Glass’s Δ Effect Size (ES) and Confidence Interval (CI) Formulas.

ES Metric	Associated Formulas	Procedure	Application to Data Set
Glass’s Δ	$Δ = \frac{M_{1} - M_{2}}{S D_{control}}$	1. Identify the posttest means for the treatment (M ₁) and comparison (M ₂) groups	M ₁ = 1.29 M ₂ = 1.49
		2. Divide the product of the comparison group mean minus the treatment group mean by the SD of the comparison group SD	$Δ = \frac{1.29 - 1.49}{0.25}$ = −0.8
	$CI = ES \pm z^{*} S E_{ES}$	3. Determine the amount of confidence you wish to have in your estimate and apply appropriate z-score value	z = 1.65 (90%) z = 1.96 (95%) z = 2.58 (99%)
	$S E_{ES} = \sqrt{\frac{n_{1} + n_{2}}{n_{1} n_{2}} + \frac{{ES}^{2}}{2 (n_{1} + n_{2})}}$	4. Compute SE for ES found in Step 2	$S E_{ES} = \sqrt{\frac{18 + 15}{(18) (15)} + \frac{- {0.8}^{2}}{2 (18 + 15)}} = 0.36$
		5. Compute desired CI using the values identified in Steps 3 and 4 above	$CI = - 0.8 \pm 1.96 (0.36) =$ [−0.09, −1.51]

Table 3.

Hedge’s g Effect Size (ES) and Confidence Interval (CI) Formulas.

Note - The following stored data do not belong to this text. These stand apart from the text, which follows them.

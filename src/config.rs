use std::{fs::read_to_string, path::Path, path::PathBuf, time::Duration};

use _model::Location;
use anyhow::{bail, Context, Result};
use serde::{Deserialize, Serialize};
use typed_floats::tf64::StrictlyPositiveFinite;

use crate::{grid::GridSpec, nearby::Pagination};

#[derive(Debug, Clone, PartialEq, Deserialize, Serialize)]
#[serde(default, deny_unknown_fields)]
pub struct Config {
    pub database: PathBuf,
    pub center: Center,
    pub grid_count: u32,
    /// degrees between neighbouring grid points
    pub spacing: f64,
    /// metres
    pub radius: u32,
    pub max_extra_pages: u32,
    pub page_delay_secs: u64,
    pub api_key: Option<String>,
}

#[derive(Debug, Clone, Copy, PartialEq, Deserialize, Serialize)]
pub struct Center {
    pub lat: f64,
    pub lng: f64,
}

impl Default for Config {
    fn default() -> Self {
        Self {
            database: PathBuf::from("places_data.db"),
            center: Center {
                lat: 17.5154,
                lng: 78.3034,
            },
            grid_count: 5,
            spacing: 0.0009,
            radius: 1500,
            max_extra_pages: 3,
            page_delay_secs: 2,
            api_key: None,
        }
    }
}

impl Config {
    pub fn load(path: &Path) -> Result<Self> {
        let raw = read_to_string(path)
            .with_context(|| format!("Failed to read config {}", path.display()))?;
        serde_yaml::from_str(&raw)
            .with_context(|| format!("Failed to parse config {}", path.display()))
    }

    pub fn grid(&self) -> Result<GridSpec> {
        let Center { lat, lng } = self.center;
        if !(-90.0..=90.0).contains(&lat) || !(-180.0..=180.0).contains(&lng) {
            bail!("center {lat},{lng} is not a valid coordinate");
        }
        let spacing = StrictlyPositiveFinite::new(self.spacing)
            .ok()
            .with_context(|| format!("spacing must be a positive number, got {}", self.spacing))?;

        Ok(GridSpec::new(Location::new(lat, lng), self.grid_count, spacing)?)
    }

    pub fn pagination(&self) -> Pagination {
        Pagination {
            max_extra_pages: self.max_extra_pages,
            page_delay: Duration::from_secs(self.page_delay_secs),
        }
    }
}
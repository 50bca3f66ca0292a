mod location;
mod place;
mod status;

pub use location::{GridKey, Location, ParseKeyError};
pub use place::{PlaceRecord, Rejection, ValidPlace, Validated};
pub use status::{SearchStatus, UnknownStatus};
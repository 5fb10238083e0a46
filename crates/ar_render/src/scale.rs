//! Continuous and ordinal scales for chart layout.

/// Maps a continuous domain linearly onto a range.
#[derive(Debug, Clone, Copy, PartialEq)]
pub struct LinearScale {
    domain: (f64, f64),
    range: (f64, f64),
}

impl LinearScale {
    pub fn new(domain: (f64, f64), range: (f64, f64)) -> Self {
        Self { domain, range }
    }

    /// A degenerate domain maps every value to the middle of the range.
    pub fn scale(&self, value: f64) -> f64 {
        let (d0, d1) = self.domain;
        let (r0, r1) = self.range;
        let span = d1 - d0;
        let t = if span == 0.0 { 0.5 } else { (value - d0) / span };
        r0 + t * (r1 - r0)
    }
}

/// Splits a range into `count` equal bands separated by inner padding.
#[derive(Debug, Clone, PartialEq)]
pub struct BandScale {
    start: f64,
    step: f64,
    bandwidth: f64,
    count: usize,
}

impl BandScale {
    /// `padding_inner` and `padding_outer` are fractions of a step. With
    /// `round` set, step, start and bandwidth snap to whole pixels.
    pub fn new(
        count: usize,
        range: (f64, f64),
        padding_inner: f64,
        padding_outer: f64,
        round: bool,
    ) -> Self {
        let (r0, r1) = range;
        let (start, stop) = if r1 < r0 { (r1, r0) } else { (r0, r1) };
        let n = count as f64;

        let mut step = (stop - start) / (n - padding_inner + padding_outer * 2.0).max(1.0);
        if round {
            step = step.floor();
        }
        // Leftover space is centered.
        let mut start = start + (stop - start - step * (n - padding_inner)) * 0.5;
        let mut bandwidth = step * (1.0 - padding_inner);
        if round {
            start = start.round();
            bandwidth = bandwidth.round();
        }

        Self { start, step, bandwidth, count }
    }

    /// Start of band `index`, or `None` when outside the domain.
    pub fn position(&self, index: usize) -> Option<f64> {
        (index < self.count).then(|| self.start + self.step * index as f64)
    }

    pub fn bandwidth(&self) -> f64 {
        self.bandwidth
    }

    pub fn step(&self) -> f64 {
        self.step
    }

    pub fn len(&self) -> usize {
        self.count
    }

    pub fn is_empty(&self) -> bool {
        self.count == 0
    }
}
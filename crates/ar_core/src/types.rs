use serde::{Deserialize, Serialize};
use std::fmt;

/// Position of an argument toward the query's conclusion.
#[derive(Debug, Clone, Copy, PartialEq, Eq, Hash, Serialize, Deserialize)]
#[serde(rename_all = "UPPERCASE")]
pub enum Stance {
    Pro,
    Con,
}

impl fmt::Display for Stance {
    fn fmt(&self, f: &mut fmt::Formatter<'_>) -> fmt::Result {
        match self {
            Stance::Pro => write!(f, "PRO"),
            Stance::Con => write!(f, "CON"),
        }
    }
}

#[derive(Debug, Clone, Serialize, Deserialize)]
pub struct RawPremise {
    pub text: String,
}

#[derive(Debug, Clone, Serialize, Deserialize)]
#[serde(rename_all = "camelCase")]
pub struct RawAspect {
    pub name: String,
    pub normalized_weight: f64,
}

#[derive(Debug, Clone, Default, Serialize, Deserialize)]
#[serde(rename_all = "camelCase")]
pub struct ArgumentContext {
    #[serde(default, skip_serializing_if = "Option::is_none")]
    pub aspects: Option<Vec<RawAspect>>,
    #[serde(default, skip_serializing_if = "Option::is_none")]
    pub source_url: Option<String>,
    #[serde(default, skip_serializing_if = "Option::is_none")]
    pub source_title: Option<String>,
}

#[derive(Debug, Clone, Serialize, Deserialize)]
pub struct Explanation {
    pub score: f64,
}

/// An argument as returned by the `/arguments` endpoint, restricted to the
/// fields we request.
#[derive(Debug, Clone, Serialize, Deserialize)]
pub struct RawArgument {
    pub conclusion: String,
    #[serde(default)]
    pub premises: Vec<RawPremise>,
    pub stance: Stance,
    #[serde(default, skip_serializing_if = "Option::is_none")]
    pub context: Option<ArgumentContext>,
    pub explanation: Explanation,
}

impl RawArgument {
    pub fn normalize(self) -> NormalizedArgument {
        let context = self.context.unwrap_or_default();
        let aspects = context
            .aspects
            .unwrap_or_default()
            .into_iter()
            .map(|a| Aspect {
                name: a.name,
                weight: a.normalized_weight,
            })
            .collect();

        NormalizedArgument {
            conclusion: self.conclusion,
            premises: self.premises.into_iter().map(|p| p.text).collect(),
            stance: self.stance,
            relevance: self.explanation.score,
            aspects,
            source_url: context.source_url,
            source_title: context.source_title,
        }
    }
}

impl From<RawArgument> for NormalizedArgument {
    fn from(raw: RawArgument) -> Self {
        raw.normalize()
    }
}

/// One page of the `/arguments` endpoint.
#[derive(Debug, Clone, Serialize, Deserialize)]
#[serde(rename_all = "camelCase")]
pub struct ArgumentPage {
    #[serde(default, skip_serializing_if = "Option::is_none")]
    pub total_size: Option<u64>,
    pub arguments: Vec<RawArgument>,
}

#[derive(Debug, Clone, PartialEq, Serialize, Deserialize)]
pub struct Aspect {
    pub name: String,
    pub weight: f64,
}

#[derive(Debug, Clone, PartialEq, Serialize, Deserialize)]
#[serde(rename_all = "camelCase")]
pub struct NormalizedArgument {
    pub conclusion: String,
    pub premises: Vec<String>,
    pub stance: Stance,
    pub relevance: f64,
    pub aspects: Vec<Aspect>,
    #[serde(default, skip_serializing_if = "Option::is_none")]
    pub source_url: Option<String>,
    #[serde(default, skip_serializing_if = "Option::is_none")]
    pub source_title: Option<String>,
}

impl NormalizedArgument {
    /// Short label for where the argument was found: the source title,
    /// falling back to its URL.
    pub fn source_label(&self) -> Option<&str> {
        self.source_title
            .as_deref()
            .filter(|t| !t.trim().is_empty())
            .or(self.source_url.as_deref())
    }
}

/// All arguments of a query, in page-then-within-page order.
pub type ArgumentList = Vec<NormalizedArgument>;

#[derive(Debug, Clone, PartialEq, Serialize, Deserialize)]
pub struct Dimension {
    pub weight: f64,
    #[serde(default)]
    pub aspects: Vec<String>,
}

/// Response of the `/aspectSpace` endpoint.
#[derive(Debug, Clone, Default, PartialEq, Serialize, Deserialize)]
pub struct AspectSpace {
    pub dimensions: Vec<Dimension>,
}
use std::sync::Arc;
use clap::Parser;
use tracing::{error, info, Level};
use ar_client::cli::{handle_command, QueryCommands};
use ar_client::logging::init_logging;
use ar_client::ArgsMeClient;
use ar_core::config::DEFAULT_BASE_URL;
use ar_core::{ArgumentApi, Config, Result};

#[derive(Parser, Debug)]
#[command(author, version, about = "Search the args.me argument corpus", long_about = None)]
pub struct Cli {
    /// Base URL of the args.me v2 API
    #[arg(long, global = true, default_value = DEFAULT_BASE_URL)]
    base_url: String,
    /// Log debug output, including every request URL
    #[arg(short, long, global = true)]
    verbose: bool,
    #[command(subcommand)]
    command: QueryCommands,
}

impl Cli {
    fn config(&self) -> Config {
        Config::default().with_base_url(self.base_url.clone())
    }
}

#[tokio::main]
async fn main() -> Result<()> {
    let cli = Cli::parse();
    init_logging(if cli.verbose { Level::DEBUG } else { Level::INFO });

    let config = cli.config();
    let api: Arc<dyn ArgumentApi> = Arc::new(ArgsMeClient::new(&config)?);
    info!("🌐 Using args.me API at {}", config.base_url);

    if let Err(e) = handle_command(cli.command, api, config).await {
        error!("❌ {}", e);
        return Err(e);
    }
    Ok(())
}

#[cfg(test)]
mod tests {
    use super::*;

    #[test]
    fn test_global_options() {
        let cli = Cli::try_parse_from([
            "argscope", "search", "abortion", "--base-url", "http://localhost:8080/api/v2", "-v",
        ])
        .unwrap();
        assert!(cli.verbose);
        assert_eq!(cli.config().base_url, "http://localhost:8080/api/v2");
        assert!(matches!(cli.command, QueryCommands::Search(_)));
    }

    #[test]
    fn test_default_base_url() {
        let cli = Cli::try_parse_from(["argscope", "aspects", "gun", "control"]).unwrap();
        assert_eq!(cli.config().base_url, "https://www.args.me/api/v2");
        assert!(!cli.verbose);
    }
}
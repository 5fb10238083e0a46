//! Argument table and its plain-text layout.

use ar_core::NormalizedArgument;
use serde::Serialize;
use unicode_segmentation::UnicodeSegmentation;
use unicode_width::UnicodeWidthStr;

pub const COLUMNS: [&str; 5] = ["conclusion", "stance", "source", "relevance", "aspects"];

const TRUNCATION_MARKER: &str = "…";

#[derive(Debug, Clone, PartialEq, Serialize)]
pub struct TableRow {
    pub conclusion: String,
    pub stance: String,
    /// Source title, or its URL when the title is missing.
    pub source: String,
    pub relevance: String,
    pub aspects: String,
}

impl TableRow {
    fn cells(&self) -> [&str; 5] {
        [&self.conclusion, &self.stance, &self.source, &self.relevance, &self.aspects]
    }
}

impl From<&NormalizedArgument> for TableRow {
    fn from(argument: &NormalizedArgument) -> Self {
        Self {
            conclusion: argument.conclusion.clone(),
            stance: argument.stance.to_string(),
            source: argument.source_label().unwrap_or_default().to_string(),
            relevance: format!("{:.2}", argument.relevance),
            aspects: argument
                .aspects
                .iter()
                .map(|a| a.name.as_str())
                .collect::<Vec<_>>()
                .join(", "),
        }
    }
}

#[derive(Debug, Clone, Default, PartialEq, Serialize)]
pub struct ArgumentTable {
    pub rows: Vec<TableRow>,
}

impl ArgumentTable {
    pub fn from_arguments(arguments: &[NormalizedArgument]) -> Self {
        Self {
            rows: arguments.iter().map(TableRow::from).collect(),
        }
    }

    pub fn len(&self) -> usize {
        self.rows.len()
    }

    pub fn is_empty(&self) -> bool {
        self.rows.is_empty()
    }

    /// Lays the table out as aligned text. Cells wider than
    /// `max_cell_width` columns are truncated.
    pub fn render_text(&self, max_cell_width: usize) -> String {
        let max_cell_width = max_cell_width.max(1);

        let mut widths = COLUMNS.map(|c| c.width().min(max_cell_width));
        for row in &self.rows {
            for (width, cell) in widths.iter_mut().zip(row.cells()) {
                *width = (*width).max(cell.width().min(max_cell_width));
            }
        }

        let mut lines = Vec::with_capacity(self.rows.len() + 2);
        lines.push(format_line(&COLUMNS, &widths));
        lines.push(
            widths
                .iter()
                .map(|w| "-".repeat(*w))
                .collect::<Vec<_>>()
                .join("-+-"),
        );
        for row in &self.rows {
            lines.push(format_line(&row.cells(), &widths));
        }

        let mut out = lines.join("\n");
        out.push('\n');
        out
    }
}

fn format_line(cells: &[&str; 5], widths: &[usize; 5]) -> String {
    cells
        .iter()
        .zip(widths)
        .map(|(cell, width)| pad(&truncate(cell, *width), *width))
        .collect::<Vec<_>>()
        .join(" | ")
        .trim_end()
        .to_string()
}

fn pad(text: &str, width: usize) -> String {
    let fill = width.saturating_sub(text.width());
    format!("{}{}", text, " ".repeat(fill))
}

/// Truncates `text` to `width` display columns, ending in a marker when cut.
pub fn truncate(text: &str, width: usize) -> String {
    if text.width() <= width {
        return text.to_string();
    }

    let available = width.saturating_sub(TRUNCATION_MARKER.width());
    let mut result = String::new();
    let mut current = 0;
    for grapheme in text.graphemes(true) {
        let w = grapheme.width();
        if current + w > available {
            break;
        }
        result.push_str(grapheme);
        current += w;
    }
    result.push_str(TRUNCATION_MARKER);
    result
}
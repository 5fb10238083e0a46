use serde::{Deserialize, Serialize};
use crate::{Error, Result};

pub const DEFAULT_BASE_URL: &str = "https://www.args.me/api/v2";
pub const DEFAULT_MAX_PAGE_SIZE: u64 = 1000;

/// How the pages of one query are requested.
#[derive(Debug, Clone, Copy, PartialEq, Eq, Serialize, Deserialize)]
pub enum FetchMode {
    /// One page at a time, page n+1 after page n.
    Sequential,
    /// Up to `n` page requests in flight.
    Concurrent(usize),
}

impl Default for FetchMode {
    fn default() -> Self {
        Self::Sequential
    }
}

#[derive(Debug, Clone, PartialEq, Serialize, Deserialize)]
pub struct Config {
    pub base_url: String,
    pub max_page_size: u64,
    pub fetch_mode: FetchMode,
    pub user_agent: String,
}

impl Default for Config {
    fn default() -> Self {
        Self {
            base_url: DEFAULT_BASE_URL.to_string(),
            max_page_size: DEFAULT_MAX_PAGE_SIZE,
            fetch_mode: FetchMode::default(),
            user_agent: format!("argscope/{}", env!("CARGO_PKG_VERSION")),
        }
    }
}

impl Config {
    pub fn new() -> Self {
        Self::default()
    }

    pub fn with_base_url(mut self, url: impl Into<String>) -> Self {
        self.base_url = url.into();
        self
    }

    pub fn with_max_page_size(mut self, max_page_size: u64) -> Self {
        self.max_page_size = max_page_size;
        self
    }

    pub fn with_fetch_mode(mut self, mode: FetchMode) -> Self {
        self.fetch_mode = mode;
        self
    }

    pub fn with_user_agent(mut self, user_agent: impl Into<String>) -> Self {
        self.user_agent = user_agent.into();
        self
    }

    pub fn validate(&self) -> Result<()> {
        if self.max_page_size == 0 {
            return Err(Error::InvalidConfig("max page size must be at least 1".to_string()));
        }
        if let FetchMode::Concurrent(0) = self.fetch_mode {
            return Err(Error::InvalidConfig("page concurrency must be at least 1".to_string()));
        }
        url::Url::parse(&self.base_url)?;
        Ok(())
    }
}

#[cfg(test)]
mod tests {
    use super::*;

    #[test]
    fn test_default_config() {
        let config = Config::default();
        assert_eq!(config.base_url, "https://www.args.me/api/v2");
        assert_eq!(config.max_page_size, 1000);
        assert_eq!(config.fetch_mode, FetchMode::Sequential);
        assert!(config.user_agent.starts_with("argscope/"));
        assert!(config.validate().is_ok());
    }

    #[test]
    fn test_validate_rejects_bad_values() {
        assert!(matches!(
            Config::new().with_max_page_size(0).validate(),
            Err(Error::InvalidConfig(_))
        ));
        assert!(matches!(
            Config::new().with_fetch_mode(FetchMode::Concurrent(0)).validate(),
            Err(Error::InvalidConfig(_))
        ));
        assert!(matches!(
            Config::new().with_base_url("not a url").validate(),
            Err(Error::InvalidUrl(_))
        ));
    }
}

ES Metric	Associated Formulas	Procedure	Application to 4Data Set
Hedge’s g		1. Compute Cohen’s d metric	d = −.83
	$g = d (1 - \frac{3}{4 N - 9})$	2. Multiply d value by the product of 1 minus 3 divided by 4N − 9	$g = - 0.83 (1 - \frac{3}{4 (33) - 9}) = - 0.81$
		3. Determine the amount of confidence you wish to have in your estimate and apply appropriate z-score value	z = 1.65 (90%) z = 1.96 (95%) z = 2.58 (99%)
	$S E_{ES} = \sqrt{\frac{n_{1} + n_{2}}{n_{1} n_{2}} + \frac{{ES}^{2}}{2 (n_{1} + n_{2})}}$	4. Compute SE for ES found in Step 3	$S E_{ES} = \sqrt{\frac{18 + 15}{(18) (15)} + \frac{- {0.81}^{2}}{2 (18 + 15)}} = 0.36$
	$CI = ES \pm z^{*} S E_{ES}$	5. Compute desired CI using the values identified in Steps 3 and 4 above	$CI = - 0.81 \pm 1.96 (0.36) =$ [0.10, −1.52]

Interpreting ES CIs

Whereas hypothesis testing is concerned only with statistical significance, CIs can be used to convey both statistical and clinical information. In this section, we discuss two distinct ways to properly interpret CIs. A third interpretation of CIs relates to their ability to indicate statistical significance. However, this interpretation is beyond the scope of this article and its focus on interpreting CIs for ESs.

CI as an interval of plausible values

One advantage of using CIs is that they provide information related to the range of effect of a treatment or intervention counselors might find useful in making clinical decisions related to client care and treatment (Stratford, 2010). Using the 95% CI constructed around the Hedge’s g value earlier, we would say that we were 95% confident that the effect of participating in the RCS group is not more than 1.39 units less nor 0.13 units more than the computed ES metric.

CI as a part of an infinite sequence

A second interpretation of CIs refers to their ability to convey the uncertainty of information obtained from a single sample. Theoretically, the CI we compute around a point estimate is only one of an infinite amount of possible CIs that could have been computed. Using a 95% CI means that 95% of all potential CIs that could have been computed would include the true population parameter and be classified as a true statement. In the remaining 5% of potential CIs, the true population parameter would be missed resulting in a false statement.

Interpreting ESs and Estimating Practical Significance

When interpreting yielded ESs and estimating the practical significance of an intervention, we suggest using the following four-step process.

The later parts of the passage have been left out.